Entidades recorrem à ONU contra decreto de Doria sobre protestos
Nesta quarta-feira, 23, entidades da sociedade civil e ligadas ao próprio poder público enviaram para a Organização das Nações Unidas (ONU) e para a Corte Interamericana de Direitos Humanos (CIDH) um pedido de apoio para a reversão do decreto assinado pelo governador de São Paulo João Doria (PSDB) que proíbe o uso de máscaras em protestos no Estado. O apelo denuncia o que considera como “abusos” ao direito de manifestação.
“A partir da análise do Decreto, bem como do contexto em que foi publicado, fica evidente que ele faz parte de um cenário de intensificação e sofisticação dos instrumentos de repressão, criminalização e restrição do direito de protesto”, diz o texto
O documento foi endereçado ao relator especial das Nações Unidas sobre liberdade de reunião e associação pacífica, Clément Voule, e para o relator especial para liberdade de expressão da CIDH, Edison Lanza. O pedido é para que os órgãos façam uma declaração pública para pressionar o governo de São Paulo a se adaptar ao que classificam como “padrões internacionais”.
O texto é assinado pelas ONGs de direitos humanos Artigo 19, Conectas e Instituto Terra, Trabalho e Cidadania (ITTC), além do Instituto Brasileiro de Ciências Criminais (IBCCRIM). Também subscrevem o Conselho Estadual de Direitos da Pessoa Humana (Condepe) e o Núcleo Especializado em Situação Carcerária da Defensoria Pública de São Paulo.
“O Brasil assinou uma série de tratados internacionais, os internalizou. Esses tratados colocam o País na posição de um Estado que deve respeitar os direitos humanos em suas ações”, afirma Silvio Almeida, chefe do Departamento de Relações Internacionais do IBCCRIM.

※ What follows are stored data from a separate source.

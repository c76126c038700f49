//! Working tree status classification
//!
//! `git status --porcelain` prints one record per changed or untracked path,
//! each starting with a two-letter code: the index state X followed by the
//! worktree state Y. The path itself is irrelevant for the prompt.
//!
//! ## Components
//!
//! - `status_code`: the XY prefix of one record
//! - `change_kind`: the set of counters a code contributes to
//! - `change_counts`: running totals over a whole listing

pub mod change_counts;
pub mod change_kind;
pub mod status_code;
//! Shell subprocess with a merged output stream
//!
//! A [`Process`] runs one command line through `sh -c` with both stdout and
//! stderr attached to the write end of a single anonymous pipe, so whatever
//! the command prints reaches the reader in arrival order as one stream.
//!
//! The lifecycle is strictly open → drain → close. Dropping a `Process` that
//! was never closed still closes the pipe and reaps the child.

use anyhow::Context;
use std::ffi::OsStr;
use std::io::{self, PipeReader, Read};
use std::process::{Child, Command};
use tracing::debug;

const SHELL: &str = "sh";

#[derive(Debug)]
pub struct Process {
    child: Option<Child>,
    output: Option<PipeReader>,
}

impl Process {
    pub fn open(command: impl AsRef<OsStr>) -> anyhow::Result<Self> {
        let command = command.as_ref();
        let (reader, writer) = io::pipe().context("failed to create output pipe")?;
        let error_writer = writer
            .try_clone()
            .context("failed to duplicate output pipe")?;

        // the command holds the write ends; it must go out of scope right after
        // spawning so the reader observes end-of-file once the child exits
        let child = {
            let mut shell = Command::new(SHELL);
            shell
                .arg("-c")
                .arg(command)
                .stdout(writer)
                .stderr(error_writer);
            shell
                .spawn()
                .with_context(|| format!("failed to spawn {command:?}"))?
        };

        debug!(pid = child.id(), ?command, "spawned query");

        Ok(Process {
            child: Some(child),
            output: Some(reader),
        })
    }

    /// Read at most `limit` bytes of output, discarding whatever follows.
    pub fn read_to_limit(&mut self, limit: usize) -> anyhow::Result<Vec<u8>> {
        let Some(output) = self.output.as_mut() else {
            anyhow::bail!("output stream already closed");
        };

        let mut captured = Vec::new();
        output
            .by_ref()
            .take(limit as u64)
            .read_to_end(&mut captured)
            .context("failed to read query output")?;
        io::copy(output, &mut io::sink()).context("failed to drain query output")?;

        Ok(captured)
    }

    /// Access the merged output stream for incremental reads.
    pub fn output(&mut self) -> anyhow::Result<&mut PipeReader> {
        self.output
            .as_mut()
            .ok_or_else(|| anyhow::anyhow!("output stream already closed"))
    }

    /// Close the output stream and wait for the child to terminate.
    ///
    /// A child terminated by a signal has no exit code and is reported as `0`.
    pub fn close(mut self) -> anyhow::Result<i32> {
        self.output.take();

        let Some(mut child) = self.child.take() else {
            anyhow::bail!("process already reaped");
        };
        let status = child.wait().context("failed to wait for query")?;
        let exit_code = status.code().unwrap_or(0);

        debug!(pid = child.id(), exit_code, "query finished");

        Ok(exit_code)
    }
}

impl Drop for Process {
    fn drop(&mut self) {
        self.output.take();

        if let Some(mut child) = self.child.take() {
            let _ = child.wait();
        }
    }
}
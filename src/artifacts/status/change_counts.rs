use crate::artifacts::status::change_kind::ChangeKind;
use crate::artifacts::status::status_code::StatusCode;
use tracing::trace;

/// Running totals over a status listing.
#[derive(Debug, Clone, Copy, PartialEq, Eq, Default)]
pub struct ChangeCounts {
    pub indexed: usize,
    pub modified: usize,
    pub deleted: usize,
    pub unmerged: usize,
    pub untracked: usize,
}

impl ChangeCounts {
    /// Classify one status record and add it to the totals.
    pub fn record(&mut self, line: &[u8]) {
        let code = StatusCode::parse(line);
        let kind = ChangeKind::classify(code);
        trace!(%code, ?kind, "classified status record");

        self.add(kind);
    }

    pub fn add(&mut self, kind: ChangeKind) {
        for (flag, counter) in [
            (ChangeKind::INDEXED, &mut self.indexed),
            (ChangeKind::MODIFIED, &mut self.modified),
            (ChangeKind::DELETED, &mut self.deleted),
            (ChangeKind::UNMERGED, &mut self.unmerged),
            (ChangeKind::UNTRACKED, &mut self.untracked),
        ] {
            if kind.contains(flag) {
                *counter += 1;
            }
        }
    }

    pub fn total(&self) -> usize {
        self.indexed + self.modified + self.deleted + self.unmerged + self.untracked
    }

    pub fn is_clean(&self) -> bool {
        self.total() == 0
    }
}
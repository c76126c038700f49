//! Shell prompt summary of a Git working tree
//!
//! Prints the current branch (or short hash when detached), how far it has
//! diverged from its upstream, and a count of staged, modified, deleted,
//! conflicted and untracked paths, formatted with zsh prompt escapes.
//!
//! Everything is computed from `git` queries run one after another through
//! `sh -c`. Any unexpected condition aborts the whole render: the caller
//! prints nothing rather than a broken prompt.

pub mod areas;
pub mod artifacts;
pub mod commands;
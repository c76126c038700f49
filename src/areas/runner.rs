use crate::areas::process::Process;
use derive_new::new;
use std::ffi::OsStr;
use std::io::{BufRead, BufReader};

/// Captured outcome of one query.
#[derive(Debug, Clone, PartialEq, Eq, new)]
pub struct QueryResult {
    output: Vec<u8>,
    exit_code: i32,
}

impl QueryResult {
    pub fn success(&self) -> bool {
        self.exit_code == 0
    }

    pub fn exit_code(&self) -> i32 {
        self.exit_code
    }

    pub fn output(&self) -> &[u8] {
        &self.output
    }

    /// Output with leading and trailing whitespace removed.
    ///
    /// Ref and remote names are arbitrary bytes, so no decoding happens here.
    pub fn trimmed(&self) -> &[u8] {
        trim_space(&self.output)
    }
}

/// Whitespace as the C locale's `isspace` sees it, vertical tab included.
fn is_space(byte: &u8) -> bool {
    matches!(byte, b' ' | b'\t' | b'\n' | b'\x0b' | b'\x0c' | b'\r')
}

fn trim_space(bytes: &[u8]) -> &[u8] {
    let start = bytes
        .iter()
        .position(|byte| !is_space(byte))
        .unwrap_or(bytes.len());
    let end = bytes
        .iter()
        .rposition(|byte| !is_space(byte))
        .map_or(start, |last| last + 1);

    &bytes[start..end]
}

/// Executes query command lines one at a time.
pub trait CommandRunner {
    /// Run `command` to completion, keeping at most `limit` bytes of output.
    fn run(&self, command: &OsStr, limit: usize) -> anyhow::Result<QueryResult>;

    /// Run `command` to completion, handing every output line (without its
    /// terminator) to `on_line`, and return the exit code.
    fn for_each_line(
        &self,
        command: &OsStr,
        on_line: &mut dyn FnMut(&[u8]),
    ) -> anyhow::Result<i32>;
}

/// Runs queries through the system shell.
#[derive(Debug, Default, Clone, Copy)]
pub struct ShellRunner;

impl CommandRunner for ShellRunner {
    fn run(&self, command: &OsStr, limit: usize) -> anyhow::Result<QueryResult> {
        let mut process = Process::open(command)?;
        let output = process.read_to_limit(limit)?;
        let exit_code = process.close()?;

        Ok(QueryResult::new(output, exit_code))
    }

    fn for_each_line(
        &self,
        command: &OsStr,
        on_line: &mut dyn FnMut(&[u8]),
    ) -> anyhow::Result<i32> {
        let mut process = Process::open(command)?;

        for line in BufReader::new(process.output()?).split(b'\n') {
            on_line(&line?);
        }

        process.close()
    }
}
use git_prompt::areas::repository::Repository;

#[cfg(feature = "debug_prompt")]
fn init_logging() {
    use tracing_subscriber::EnvFilter;

    let filter = EnvFilter::try_from_default_env().unwrap_or_else(|_| EnvFilter::new("debug"));
    tracing_subscriber::fmt()
        .with_env_filter(filter)
        .with_writer(std::io::stderr)
        .init();
}

#[cfg(not(feature = "debug_prompt"))]
fn init_logging() {}

fn main() {
    init_logging();

    let repository = Repository::from_shell(Box::new(std::io::stdout()));

    // a prompt must never show an error: any failure renders as nothing
    if let Err(error) = repository.prompt() {
        tracing::error!("{error:#}");
    }
}
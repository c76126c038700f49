//! Core utilities and shared types
//!
//! This module contains shared utilities used across the application.

/// Append-only byte buffer with a hard capacity.
///
/// Unlike a truncating writer, pushing past the capacity is an error and leaves
/// the buffer untouched, so a caller can never observe a half-written piece.
///
/// ## Usage
///
/// ```ignore
/// let mut command = BoundedBuffer::with_capacity(1024);
/// command.push_all(&[b"git config branch.", branch, b".remote"])?;
/// ```
#[derive(Debug, Clone, PartialEq, Eq)]
pub struct BoundedBuffer {
    bytes: Vec<u8>,
    capacity: usize,
}

impl BoundedBuffer {
    pub fn with_capacity(capacity: usize) -> Self {
        BoundedBuffer {
            bytes: Vec::with_capacity(capacity),
            capacity,
        }
    }

    pub fn push(&mut self, piece: &[u8]) -> anyhow::Result<()> {
        self.push_all(&[piece])
    }

    /// Append every piece in order, or none of them.
    pub fn push_all(&mut self, pieces: &[&[u8]]) -> anyhow::Result<()> {
        let required = self.bytes.len() + pieces.iter().map(|piece| piece.len()).sum::<usize>();
        anyhow::ensure!(
            required <= self.capacity,
            "buffer overflow: {} bytes needed, capacity is {}",
            required,
            self.capacity
        );

        pieces
            .iter()
            .for_each(|piece| self.bytes.extend_from_slice(piece));
        Ok(())
    }

    pub fn as_bytes(&self) -> &[u8] {
        &self.bytes
    }

    pub fn into_bytes(self) -> Vec<u8> {
        self.bytes
    }
}
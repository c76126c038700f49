use crate::artifacts::status::status_code::StatusCode;
use bitflags::bitflags;

/// Codes that mark an unresolved merge conflict.
const UNMERGED_CODES: phf::Set<&'static str> = phf::phf_set! {
    "AA", "AU", "DD", "DU", "UA", "UD", "UU",
};

bitflags! {
    /// Counters a single status record contributes to.
    ///
    /// A record may touch several counters (a staged file modified again is
    /// both indexed and modified) but each at most once, which a flag set
    /// enforces by construction.
    #[derive(Debug, Clone, Copy, PartialEq, Eq, Hash)]
    pub struct ChangeKind: u8 {
        const INDEXED = 0b00001;
        const MODIFIED = 0b00010;
        const DELETED = 0b00100;
        const UNMERGED = 0b01000;
        const UNTRACKED = 0b10000;
    }
}

impl ChangeKind {
    pub fn classify(code: StatusCode) -> Self {
        let (index, worktree) = (code.index(), code.worktree());

        if index == b'?' && worktree == b'?' {
            return Self::UNTRACKED;
        }

        if Self::is_unmerged(code) {
            return Self::UNMERGED;
        }

        match index {
            b' ' => match worktree {
                b'M' => Self::MODIFIED,
                b'D' => Self::DELETED,
                _ => Self::empty(),
            },
            b'D' => match worktree {
                b'M' => Self::INDEXED | Self::MODIFIED,
                _ => Self::INDEXED,
            },
            b'M' | b'A' | b'R' | b'C' => match worktree {
                b'M' => Self::INDEXED | Self::MODIFIED,
                b'D' => Self::INDEXED | Self::DELETED,
                _ => Self::INDEXED,
            },
            _ => Self::empty(),
        }
    }

    fn is_unmerged(code: StatusCode) -> bool {
        std::str::from_utf8(&code.as_bytes()).is_ok_and(|code| UNMERGED_CODES.contains(code))
    }
}
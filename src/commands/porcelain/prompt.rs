use crate::areas::repository::Repository;
use crate::areas::runner::CommandRunner;
use crate::artifacts::branch::DETACHED_HEAD;
use crate::artifacts::branch::branch_identity::BranchIdentity;
use crate::artifacts::divergence::{CommitCount, Divergence};
use crate::artifacts::prompt::fragment::PromptFragment;
use crate::artifacts::status::change_counts::ChangeCounts;
use crate::commands::plumbing::rev_list::Side;
use std::io::Write;
use tracing::debug;

// Query order is fixed: branch, upstream remote, ahead, behind, status.
// Every query completes before the next one is issued.
impl<R: CommandRunner> Repository<R> {
    pub fn prompt(&self) -> anyhow::Result<()> {
        let prompt = self.build_prompt()?;
        let mut writer = self.writer();
        writer.write_all(prompt.as_bytes())?;
        writer.write_all(b"\n")?;
        writer.flush()?;

        Ok(())
    }

    pub fn build_prompt(&self) -> anyhow::Result<PromptFragment> {
        let branch = self.resolve_branch()?;
        let mut prompt = PromptFragment::default();
        prompt.push_branch(&branch)?;

        if let Some(divergence) = self.resolve_divergence(&branch)? {
            prompt.push_divergence(&divergence)?;
        }
        prompt.push_separator()?;

        let counts = self.count_changes()?;
        prompt.push_changes(&counts)?;

        Ok(prompt)
    }

    pub fn resolve_branch(&self) -> anyhow::Result<BranchIdentity> {
        let symbolic_ref = self.symbolic_ref()?;
        if symbolic_ref.success() {
            return Ok(BranchIdentity::branch(symbolic_ref.trimmed()));
        }

        let abbrev_ref = self.abbrev_ref()?;
        anyhow::ensure!(
            abbrev_ref.success(),
            "cannot resolve HEAD (exit code {})",
            abbrev_ref.exit_code()
        );

        let name = abbrev_ref.trimmed();
        if name != DETACHED_HEAD.as_bytes() {
            return Ok(BranchIdentity::branch(name));
        }

        let short_hash = self.short_hash()?;
        anyhow::ensure!(
            short_hash.success(),
            "cannot abbreviate detached HEAD (exit code {})",
            short_hash.exit_code()
        );

        Ok(BranchIdentity::detached(short_hash.trimmed()))
    }

    /// `None` when the branch has no upstream remote configured.
    pub fn resolve_divergence(
        &self,
        branch: &BranchIdentity,
    ) -> anyhow::Result<Option<Divergence>> {
        let remote = self.upstream_remote(branch)?;
        if !remote.success() {
            debug!(%branch, "no upstream remote");
            return Ok(None);
        }

        let remote = remote.trimmed();
        let ahead = self.count_commits(Side::Right, remote, branch)?;
        let behind = self.count_commits(Side::Left, remote, branch)?;

        Ok(Some(Divergence {
            ahead: CommitCount::from_query(&ahead),
            behind: CommitCount::from_query(&behind),
        }))
    }

    pub fn count_changes(&self) -> anyhow::Result<ChangeCounts> {
        let mut counts = ChangeCounts::default();
        let exit_code = self.porcelain_status(&mut |record: &[u8]| counts.record(record))?;
        anyhow::ensure!(
            exit_code == 0,
            "cannot list working tree status (exit code {})",
            exit_code
        );

        debug!(?counts, "counted working tree changes");
        Ok(counts)
    }
}
use crate::areas::repository::Repository;
use crate::areas::runner::CommandRunner;
use std::ffi::OsStr;

const PORCELAIN_STATUS: &str = "git status --porcelain";

impl<R: CommandRunner> Repository<R> {
    /// Stream `git status --porcelain` records to `on_record`, returning the
    /// exit code once the listing is exhausted.
    pub fn porcelain_status(&self, on_record: &mut dyn FnMut(&[u8])) -> anyhow::Result<i32> {
        self.runner()
            .for_each_line(OsStr::new(PORCELAIN_STATUS), on_record)
    }
}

Outro signatário do apelo internacional contra o decreto de Doria é o Movimento Passe Livre, que lidera as manifestações contra o aumento das tarifas no transporte público. Três protestos contra o recente reajuste das passagens de R$ 4 para R$ 4,30 em São Paulo já foram realizados apenas este ano.
A última manifestação na capital paulista aconteceu na terça-feira, dia 22, já depois da proibição do uso de máscaras. Na oportunidade, mediadores da Polícia Militar comunicaram aos coordenadores do MPL que, de acordo com o decreto, não seria permitido o uso de qualquer cobertura no rosto. Pelo menos uma máscara de gás foi apreendida. O episódio foi citado no documento enviado à ONU e CIDH.
“O cenário ocorrido no dia 22 demonstra tentativas de implementar o decreto editado pelo Governo de São Paulo, que tem inúmeras inconsistências legais e está em desacordo com os padrões internacionais. É evidente que este cenário atual de repressão não está dissociado de ações passadas da polícia em relação a protestos, mas reflete a continuação de práticas restritivas institucionalizada pelas autoridades brasileiras”, diz o texto.
Decreto
Publicado no Diário Oficial do Estado no último sábado, dia 19, em meio ao clima de protestos contra a alta das passagens, o decreto assinado pelo governador João Doria endurece as regras para as manifestações e regulamenta uma lei aprovada em 2014, na gestão de Geraldo Alckmin.
Além da proibir que os manifestantes ocultem seus rostos, a medida estabelece que manifestações com a participação de mais de 300 pessoas deverão ser comunicadas às autoridades com, no mínimo, cinco dias de antecedência. O trajeto do ato é decidido em conjunto com o comandante da Polícia Militar da região.
O texto também proíbe porte de objetos pontiagudos, tacos, bastões, pedras, armamentos que contenham artefatos explosivos e outros instrumentos que possam lesionar pessoas e danificar o patrimônio público ou particular.
Sobre o veto ao uso de máscaras, a legislação prevê que se recusar a ser identificado pode caracterizar crime de desobediência, com a condução do manifestante para a delegacia. O decreto de Doria autoriza policiais a entrar em contato com familiares e até mesmo o empregador do manifestante para identificá-lo.
Segundo o governo de São Paulo, o objetivo da medida é inibir atuação de black blocs nos atos. “A medida tem como objetivo coibir a ação dos black blocs que, cobrindo o rosto com máscaras, se infiltram em protestos para ferir pessoas e causar atos de vandalismo e depredação de patrimônios públicos e privados”, disse a gestão, em nota, após a publicação do texto.
A reportagem entrou em contato com o governo de São Paulo, mas não recebeu nenhuma manifestação sobre o apelo enviado à ONU e CIDH. O espaço está aberto para manifestação.